Oshane Nation
- Born: 1991 (age 34–35) Jamaica

Domestic
- Years: League / Role
- ??–present: Jamaica Premier League / Referee

International
- Years: League / Role
- 2018–present: FIFA listed / Referee

= Oshane Nation =

Jamaican football referee (born 1991)

Oshane Nation (born 1991) is a Jamaican football referee who has been on the FIFA International Referees List since 2018. He is also listed as a video assistant referee.

== Career ==
Since earning his FIFA badge in 2018, Nation has been active in several tournaments within CONCACAF, including the CONCACAF League, the Leagues Cup, the CONCACAF Champions Cup, and three editions of the CONCACAF Gold Cup. He has also overseen qualification matches for the FIFA World Cup. In the Gold Cup, Nation's most advanced performance was at the 2025 edition, where he oversaw a semifinal game between the United States and Guatemala.
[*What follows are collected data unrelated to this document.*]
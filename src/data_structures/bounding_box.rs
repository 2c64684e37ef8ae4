//! Axis-aligned bounding boxes and the point accumulator that builds them.

use cgmath::{EuclideanSpace, InnerSpace, Point3, Vector3};

use crate::error::{EngineError, Result};

/// Axis-aligned box spanned by at least two distinct points.
///
/// Only [`BoundingBoxBuilder::build`] creates boxes, so `min` is always
/// component-wise <= `max` and the box never collapses to a single point.
#[derive(Debug, Clone, Copy, PartialEq)]
pub struct BoundingBox {
    min: Point3<f32>,
    max: Point3<f32>,
}

impl BoundingBox {
    pub fn min(&self) -> Point3<f32> {
        self.min
    }

    pub fn max(&self) -> Point3<f32> {
        self.max
    }

    pub fn center(&self) -> Point3<f32> {
        self.min.midpoint(self.max)
    }

    pub fn size(&self) -> Vector3<f32> {
        self.max - self.min
    }

    /// Radius of the sphere enclosing the box.
    pub fn radius(&self) -> f32 {
        self.size().magnitude() * 0.5
    }

    pub fn contains(&self, p: Point3<f32>) -> bool {
        p.x >= self.min.x
            && p.x <= self.max.x
            && p.y >= self.min.y
            && p.y <= self.max.y
            && p.z >= self.min.z
            && p.z <= self.max.z
    }

    pub fn union(&self, other: &Self) -> Self {
        Self {
            min: Point3::new(
                self.min.x.min(other.min.x),
                self.min.y.min(other.min.y),
                self.min.z.min(other.min.z),
            ),
            max: Point3::new(
                self.max.x.max(other.max.x),
                self.max.y.max(other.max.y),
                self.max.z.max(other.max.z),
            ),
        }
    }
}

/// Accumulates points until they span a box.
///
/// Duplicates are allowed but do not count as distinct: a builder that only saw
/// copies of one point refuses to build.
#[derive(Debug, Clone, Default)]
pub struct BoundingBoxBuilder {
    first: Option<Point3<f32>>,
    min: Option<Point3<f32>>,
    max: Option<Point3<f32>>,
    has_second: bool,
}

impl BoundingBoxBuilder {
    pub fn new() -> Self {
        Self::default()
    }

    /// Adds a point. Points with NaN or infinite coordinates are rejected.
    pub fn add(&mut self, p: impl Into<Point3<f32>>) -> Result<()> {
        let p = p.into();
        if !(p.x.is_finite() && p.y.is_finite() && p.z.is_finite()) {
            return Err(EngineError::invalid(
                "point",
                format!("coordinates must be finite, got {:?}", p),
            ));
        }
        match self.first {
            None => self.first = Some(p),
            Some(first) if first != p => self.has_second = true,
            Some(_) => (),
        }
        self.min = Some(match self.min {
            Some(min) => Point3::new(min.x.min(p.x), min.y.min(p.y), min.z.min(p.z)),
            None => p,
        });
        self.max = Some(match self.max {
            Some(max) => Point3::new(max.x.max(p.x), max.y.max(p.y), max.z.max(p.z)),
            None => p,
        });
        Ok(())
    }

    pub fn add_all<P, I>(&mut self, points: I) -> Result<()>
    where
        P: Into<Point3<f32>>,
        I: IntoIterator<Item = P>,
    {
        points.into_iter().try_for_each(|p| self.add(p))
    }

    /// Number of distinct points seen, saturating at two.
    pub fn distinct_points(&self) -> usize {
        match (self.first, self.has_second) {
            (None, _) => 0,
            (Some(_), false) => 1,
            (Some(_), true) => 2,
        }
    }

    pub fn can_build(&self) -> bool {
        self.distinct_points() >= 2
    }

    pub fn build(&self) -> Result<BoundingBox> {
        match (self.min, self.max) {
            (Some(min), Some(max)) if self.has_second => Ok(BoundingBox { min, max }),
            _ => Err(EngineError::DegenerateBoundingBox {
                distinct: self.distinct_points(),
            }),
        }
    }
}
Performances at club competitions include the 2024 Leagues Cup final between Columbus Crew and Los Angeles FC.

At the international level, Nation took part in the 2023 FIFA U-20 World Cup in Argentina and has been selected by FIFA as a referee for the 2026 FIFA World Cup. His assistant referee will be Caleb Wales from Trinidad and Tobago.